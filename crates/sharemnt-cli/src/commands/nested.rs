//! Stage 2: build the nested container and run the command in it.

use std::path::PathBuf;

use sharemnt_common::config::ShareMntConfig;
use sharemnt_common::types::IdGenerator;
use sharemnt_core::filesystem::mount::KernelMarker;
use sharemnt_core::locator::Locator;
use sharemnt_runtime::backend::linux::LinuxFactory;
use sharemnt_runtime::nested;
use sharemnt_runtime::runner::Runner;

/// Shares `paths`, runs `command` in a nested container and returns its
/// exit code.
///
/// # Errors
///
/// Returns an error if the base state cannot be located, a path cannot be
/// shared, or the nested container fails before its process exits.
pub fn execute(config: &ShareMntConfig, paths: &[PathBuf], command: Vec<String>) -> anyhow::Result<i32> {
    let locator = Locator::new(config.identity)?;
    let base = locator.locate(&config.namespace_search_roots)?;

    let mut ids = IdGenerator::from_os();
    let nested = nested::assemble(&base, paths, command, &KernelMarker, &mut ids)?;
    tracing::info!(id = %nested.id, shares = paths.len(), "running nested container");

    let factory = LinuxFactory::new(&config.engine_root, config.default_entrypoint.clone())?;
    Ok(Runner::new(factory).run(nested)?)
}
■ ■ ■
How to complete this task>
Please reproduce exactly the lines in the listing above from the one containing "its process exits." through the one containing "let base = locator.locate(&config.namespace_search_roots)?;", both included, and nothing more.

Answer space>
/// shared, or the nested container fails before its process exits.
pub fn execute(config: &ShareMntConfig, paths: &[PathBuf], command: Vec<String>) -> anyhow::Result<i32> {
    let locator = Locator::new(config.identity)?;
    let base = locator.locate(&config.namespace_search_roots)?;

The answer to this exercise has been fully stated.